Given records: Begin

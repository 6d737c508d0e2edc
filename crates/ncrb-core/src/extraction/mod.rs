pub mod columns;
pub mod pdftotext;
pub mod section;
pub mod workbook;

use crate::error::NcrbError;

/// Text extracted from a single page of a PDF.
#[derive(Debug, Clone)]
pub struct PageContent {
    pub page_number: usize,
    pub lines: Vec<String>,
}

/// Trait for PDF text extraction backends.
pub trait PdfExtractor: Send + Sync {
    /// Extract text content from PDF bytes, returning one PageContent per page.
    fn extract_pages(&self, pdf_bytes: &[u8]) -> Result<Vec<PageContent>, NcrbError>;

    /// Name of this extraction backend (for diagnostics).
    fn backend_name(&self) -> &str;
}

/// Join pages into the single document text the section locator works on.
pub fn join_pages(pages: &[PageContent]) -> String {
    pages
        .iter()
        .map(|p| p.lines.join("\n"))
        .collect::<Vec<_>>()
        .join("\n")
}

Given records: End

• [Required work]:
The answer is the line with "pub trait PdfExtractor: Send" plus every line after it, printed exactly as they appear above.

• [Expected answer]:
pub trait PdfExtractor: Send + Sync {
    /// Extract text content from PDF bytes, returning one PageContent per page.
    fn extract_pages(&self, pdf_bytes: &[u8]) -> Result<Vec<PageContent>, NcrbError>;

    /// Name of this extraction backend (for diagnostics).
    fn backend_name(&self) -> &str;
}

/// Join pages into the single document text the section locator works on.
pub fn join_pages(pages: &[PageContent]) -> String {
    pages
        .iter()
        .map(|p| p.lines.join("\n"))
        .collect::<Vec<_>>()
        .join("\n")
}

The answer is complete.